● Instructions for the task:
An exact, complete copy of the entries is what is needed.

(Data to use)

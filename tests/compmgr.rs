use std::cell::RefCell;
use std::rc::Rc;

use cadre::prelude::*;

#[derive(Default)]
struct Hp(u32);
impl Component for Hp {}

#[derive(Default)]
struct Armor;
impl Component for Armor {}

fn world() -> (Rc<Context>, Rc<Entity>) {
  let ctx = Context::new(ContextOptions::default());
  let entity = Entity::new(EntityOptions::default());
  ctx.entity_manager().add_entity(&entity, None).unwrap();
  (ctx, entity)
}

fn hp(v: u32) -> Rc<ComponentCell> {
  ComponentCell::wrap(Hp(v), None)
}

#[test]
fn same_named_components_stay_contiguous() {
  let (_ctx, e) = world();

  let hp1 = hp(1);
  let armor = ComponentCell::wrap(Armor, None);
  let hp2 = hp(2);

  e.add_component("hp", vec![hp1.clone()]).unwrap();
  e.add_component("armor", vec![armor]).unwrap();
  e.add_component("hp", vec![hp2.clone()]).unwrap();

  let order: Vec<String> = {
    let mut names = Vec::new();
    e.each_components(|c| names.push(c.name().to_string()));
    names
  };
  assert_eq!(order, vec!["hp", "hp", "armor"]);

  // First same-named wins lookups.
  let first = e.get_component("hp").unwrap();
  assert_eq!(first.id(), hp1.id());

  let run = e.get_components("hp");
  assert_eq!(run.len(), 2);
  assert_eq!(run[0].id(), hp1.id());
  assert_eq!(run[1].id(), hp2.id());
}

#[test]
fn removing_the_first_of_a_run_repoints_the_name_index() {
  let (_ctx, e) = world();
  let hp1 = hp(1);
  let hp2 = hp(2);
  e.add_component("hp", vec![hp1.clone(), hp2.clone()]).unwrap();

  e.remove_component_by_id(hp1.id());
  assert_eq!(hp1.state(), ComponentState::Death);

  let first = e.get_component("hp").unwrap();
  assert_eq!(first.id(), hp2.id());

  e.remove_component_by_id(hp2.id());
  assert!(e.get_component("hp").is_none());
  assert!(!e.contains_component("hp"));
  assert_eq!(e.count_components(), 0);
}

#[test]
fn remove_by_name_takes_the_whole_run() {
  let (_ctx, e) = world();
  e.add_component("hp", vec![hp(1), hp(2)]).unwrap();
  e.add_component("armor", vec![ComponentCell::wrap(Armor, None)])
    .unwrap();

  e.remove_component("hp");
  assert_eq!(e.count_components(), 1);
  assert!(e.contains_component("armor"));
  assert!(!e.contains_component("hp"));
}

#[test]
fn add_rejects_non_birth_components_without_mutating() {
  let (_ctx, e) = world();
  let c = hp(1);
  e.add_component("hp", vec![c.clone()]).unwrap();

  // Attached once already.
  let err = e.add_component("hp2", vec![c]).unwrap_err();
  assert!(matches!(err, EcError::ComponentNotBirth { .. }));
  assert!(!e.contains_component("hp2"));

  let err = e.add_component("x", vec![]).unwrap_err();
  assert!(matches!(err, EcError::EmptyComponents));
}

#[test]
fn fixed_names_reject_second_adds_and_survive_removal() {
  let (_ctx, e) = world();
  let core = hp(9);
  e.add_fixed_component("core", vec![core.clone()]).unwrap();

  let err = e.add_component("core", vec![hp(1)]).unwrap_err();
  assert!(matches!(err, EcError::DuplicateFixedName(_)));
  let err = e.add_fixed_component("core", vec![hp(1)]).unwrap_err();
  assert!(matches!(err, EcError::DuplicateFixedName(_)));

  // Neither name nor id removal touches a fixed component.
  e.remove_component("core");
  e.remove_component_by_id(core.id());
  assert!(e.contains_component("core"));
  assert_eq!(core.state(), ComponentState::Attach);
}

#[test]
fn add_fixed_rejects_a_name_already_in_use() {
  let (_ctx, e) = world();
  e.add_component("hp", vec![hp(1)]).unwrap();
  let err = e.add_fixed_component("hp", vec![hp(2)]).unwrap_err();
  assert!(matches!(err, EcError::DuplicateFixedName(_)));
}

#[test]
fn lookups_by_id_and_prototype() {
  let (_ctx, e) = world();
  let a = hp(1);
  e.add_component("hp", vec![a.clone()]).unwrap();
  e.add_component("armor", vec![ComponentCell::wrap(Armor, None)])
    .unwrap();

  assert_eq!(e.get_component_by_id(a.id()).unwrap().id(), a.id());
  assert!(e.contains_component_id(a.id()));

  let proto = a.prototype().clone();
  let by_pt = e.get_component_by_pt(&proto).unwrap();
  assert_eq!(by_pt.id(), a.id());
  assert_eq!(e.get_components_by_pt(&proto).len(), 1);

  e.remove_component_by_pt(&proto);
  assert!(e.get_component_by_pt(&proto).is_none());
}

#[test]
fn traversal_tolerates_removal_mid_walk() {
  let (_ctx, e) = world();
  for i in 0..4 {
    e.add_component("hp", vec![hp(i)]).unwrap();
  }

  let visited = Rc::new(RefCell::new(0));
  let vc = visited.clone();
  let ec = e.clone();
  e.range_components(move |c| {
    *vc.borrow_mut() += 1;
    // Removing the current component mid-walk must not derail traversal.
    ec.remove_component_by_id(c.id());
    true
  });

  assert_eq!(*visited.borrow(), 4);
  assert_eq!(e.count_components(), 0);
}

#[test]
fn reversed_traversal_walks_back_to_front() {
  let (_ctx, e) = world();
  for (name, v) in [("a", 1), ("b", 2), ("c", 3)] {
    e.add_component(name, vec![hp(v)]).unwrap();
  }
  let mut names = Vec::new();
  e.reversed_each_components(|c| names.push(c.name().to_string()));
  assert_eq!(names, vec!["c", "b", "a"]);
}

#[test]
fn filter_components_post_checks_its_snapshot() {
  let (_ctx, e) = world();
  let keep = hp(1);
  e.add_component("keep", vec![keep.clone()]).unwrap();
  e.add_component("drop", vec![hp(2)]).unwrap();

  let ec = e.clone();
  let picked = e.filter_components(move |c| {
    // Mutate the list while the filter is collecting.
    if c.name() == "drop" {
      ec.remove_component("drop");
    }
    true
  });

  // The removed component fails the version post-check.
  assert_eq!(picked.len(), 1);
  assert_eq!(picked[0].id(), keep.id());
  assert_eq!(e.list_components().len(), 1);
}

#[test]
fn set_enabled_fires_only_on_change() {
  let (ctx, e) = world();
  let c = hp(1);
  e.add_component("hp", vec![c.clone()]).unwrap();

  let fired = Rc::new(RefCell::new(Vec::new()));
  let fc = fired.clone();
  let _hook = ctx
    .entity_manager()
    .enable_changed_event()
    .bind(move |(_, _, enabled)| fc.borrow_mut().push(*enabled));

  c.set_enabled(true); // already true, no event
  c.set_enabled(false);
  c.set_enabled(false); // unchanged, no event
  c.set_enabled(true);

  assert_eq!(*fired.borrow(), vec![false, true]);
  assert!(c.is_enabled());
}

#[test]
fn payload_access_is_typed() {
  let (_ctx, e) = world();
  let c = hp(7);
  e.add_component("hp", vec![c.clone()]).unwrap();

  assert!(c.is::<Hp>());
  assert_eq!(c.with(|h: &Hp| h.0), Some(7));
  c.with_mut(|h: &mut Hp| h.0 = 8);
  assert_eq!(c.with(|h: &Hp| h.0), Some(8));
  assert_eq!(c.with(|_a: &Armor| ()), None);
}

(End Data to use)

● Answer below:
filename tests/compmgr.rs
use std::cell::RefCell;
use std::rc::Rc;

use cadre::prelude::*;

#[derive(Default)]
struct Hp(u32);
impl Component for Hp {}

#[derive(Default)]
struct Armor;
impl Component for Armor {}

fn world() -> (Rc<Context>, Rc<Entity>) {
  let ctx = Context::new(ContextOptions::default());
  let entity = Entity::new(EntityOptions::default());
  ctx.entity_manager().add_entity(&entity, None).unwrap();
  (ctx, entity)
}

fn hp(v: u32) -> Rc<ComponentCell> {
  ComponentCell::wrap(Hp(v), None)
}

#[test]
fn same_named_components_stay_contiguous() {
  let (_ctx, e) = world();

  let hp1 = hp(1);
  let armor = ComponentCell::wrap(Armor, None);
  let hp2 = hp(2);

  e.add_component("hp", vec![hp1.clone()]).unwrap();
  e.add_component("armor", vec![armor]).unwrap();
  e.add_component("hp", vec![hp2.clone()]).unwrap();

  let order: Vec<String> = {
    let mut names = Vec::new();
    e.each_components(|c| names.push(c.name().to_string()));
    names
  };
  assert_eq!(order, vec!["hp", "hp", "armor"]);

  // First same-named wins lookups.
  let first = e.get_component("hp").unwrap();
  assert_eq!(first.id(), hp1.id());

  let run = e.get_components("hp");
  assert_eq!(run.len(), 2);
  assert_eq!(run[0].id(), hp1.id());
  assert_eq!(run[1].id(), hp2.id());
}

#[test]
fn removing_the_first_of_a_run_repoints_the_name_index() {
  let (_ctx, e) = world();
  let hp1 = hp(1);
  let hp2 = hp(2);
  e.add_component("hp", vec![hp1.clone(), hp2.clone()]).unwrap();

  e.remove_component_by_id(hp1.id());
  assert_eq!(hp1.state(), ComponentState::Death);

  let first = e.get_component("hp").unwrap();
  assert_eq!(first.id(), hp2.id());

  e.remove_component_by_id(hp2.id());
  assert!(e.get_component("hp").is_none());
  assert!(!e.contains_component("hp"));
  assert_eq!(e.count_components(), 0);
}

#[test]
fn remove_by_name_takes_the_whole_run() {
  let (_ctx, e) = world();
  e.add_component("hp", vec![hp(1), hp(2)]).unwrap();
  e.add_component("armor", vec![ComponentCell::wrap(Armor, None)])
    .unwrap();

  e.remove_component("hp");
  assert_eq!(e.count_components(), 1);
  assert!(e.contains_component("armor"));
  assert!(!e.contains_component("hp"));
}

#[test]
fn add_rejects_non_birth_components_without_mutating() {
  let (_ctx, e) = world();
  let c = hp(1);
  e.add_component("hp", vec![c.clone()]).unwrap();

  // Attached once already.
  let err = e.add_component("hp2", vec![c]).unwrap_err();
  assert!(matches!(err, EcError::ComponentNotBirth { .. }));
  assert!(!e.contains_component("hp2"));

  let err = e.add_component("x", vec![]).unwrap_err();
  assert!(matches!(err, EcError::EmptyComponents));
}

#[test]
fn fixed_names_reject_second_adds_and_survive_removal() {
  let (_ctx, e) = world();
  let core = hp(9);
  e.add_fixed_component("core", vec![core.clone()]).unwrap();

  let err = e.add_component("core", vec![hp(1)]).unwrap_err();
  assert!(matches!(err, EcError::DuplicateFixedName(_)));
  let err = e.add_fixed_component("core", vec![hp(1)]).unwrap_err();
  assert!(matches!(err, EcError::DuplicateFixedName(_)));

  // Neither name nor id removal touches a fixed component.
  e.remove_component("core");
  e.remove_component_by_id(core.id());
  assert!(e.contains_component("core"));
  assert_eq!(core.state(), ComponentState::Attach);
}

#[test]
fn add_fixed_rejects_a_name_already_in_use() {
  let (_ctx, e) = world();
  e.add_component("hp", vec![hp(1)]).unwrap();
  let err = e.add_fixed_component("hp", vec![hp(2)]).unwrap_err();
  assert!(matches!(err, EcError::DuplicateFixedName(_)));
}

#[test]
fn lookups_by_id_and_prototype() {
  let (_ctx, e) = world();
  let a = hp(1);
  e.add_component("hp", vec![a.clone()]).unwrap();
  e.add_component("armor", vec![ComponentCell::wrap(Armor, None)])
    .unwrap();

  assert_eq!(e.get_component_by_id(a.id()).unwrap().id(), a.id());
  assert!(e.contains_component_id(a.id()));

  let proto = a.prototype().clone();
  let by_pt = e.get_component_by_pt(&proto).unwrap();
  assert_eq!(by_pt.id(), a.id());
  assert_eq!(e.get_components_by_pt(&proto).len(), 1);

  e.remove_component_by_pt(&proto);
  assert!(e.get_component_by_pt(&proto).is_none());
}

#[test]
fn traversal_tolerates_removal_mid_walk() {
  let (_ctx, e) = world();
  for i in 0..4 {
    e.add_component("hp", vec![hp(i)]).unwrap();
  }

  let visited = Rc::new(RefCell::new(0));
  let vc = visited.clone();
  let ec = e.clone();
  e.range_components(move |c| {
    *vc.borrow_mut() += 1;
    // Removing the current component mid-walk must not derail traversal.
    ec.remove_component_by_id(c.id());
    true
  });

  assert_eq!(*visited.borrow(), 4);
  assert_eq!(e.count_components(), 0);
}

#[test]
fn reversed_traversal_walks_back_to_front() {
  let (_ctx, e) = world();
  for (name, v) in [("a", 1), ("b", 2), ("c", 3)] {
    e.add_component(name, vec![hp(v)]).unwrap();
  }
  let mut names = Vec::new();
  e.reversed_each_components(|c| names.push(c.name().to_string()));
  assert_eq!(names, vec!["c", "b", "a"]);
}

#[test]
fn filter_components_post_checks_its_snapshot() {
  let (_ctx, e) = world();
  let keep = hp(1);
  e.add_component("keep", vec![keep.clone()]).unwrap();
  e.add_component("drop", vec![hp(2)]).unwrap();

  let ec = e.clone();
  let picked = e.filter_components(move |c| {
    // Mutate the list while the filter is collecting.
    if c.name() == "drop" {
      ec.remove_component("drop");
    }
    true
  });

  // The removed component fails the version post-check.
  assert_eq!(picked.len(), 1);
  assert_eq!(picked[0].id(), keep.id());
  assert_eq!(e.list_components().len(), 1);
}

#[test]
fn set_enabled_fires_only_on_change() {
  let (ctx, e) = world();
  let c = hp(1);
  e.add_component("hp", vec![c.clone()]).unwrap();

  let fired = Rc::new(RefCell::new(Vec::new()));
  let fc = fired.clone();
  let _hook = ctx
    .entity_manager()
    .enable_changed_event()
    .bind(move |(_, _, enabled)| fc.borrow_mut().push(*enabled));

  c.set_enabled(true); // already true, no event
  c.set_enabled(false);
  c.set_enabled(false); // unchanged, no event
  c.set_enabled(true);

  assert_eq!(*fired.borrow(), vec![false, true]);
  assert!(c.is_enabled());
}

#[test]
fn payload_access_is_typed() {
  let (_ctx, e) = world();
  let c = hp(7);
  e.add_component("hp", vec![c.clone()]).unwrap();

  assert!(c.is::<Hp>());
  assert_eq!(c.with(|h: &Hp| h.0), Some(7));
  c.with_mut(|h: &mut Hp| h.0 = 8);
  assert_eq!(c.with(|h: &Hp| h.0), Some(8));
  assert_eq!(c.with(|_a: &Armor| ()), None);
}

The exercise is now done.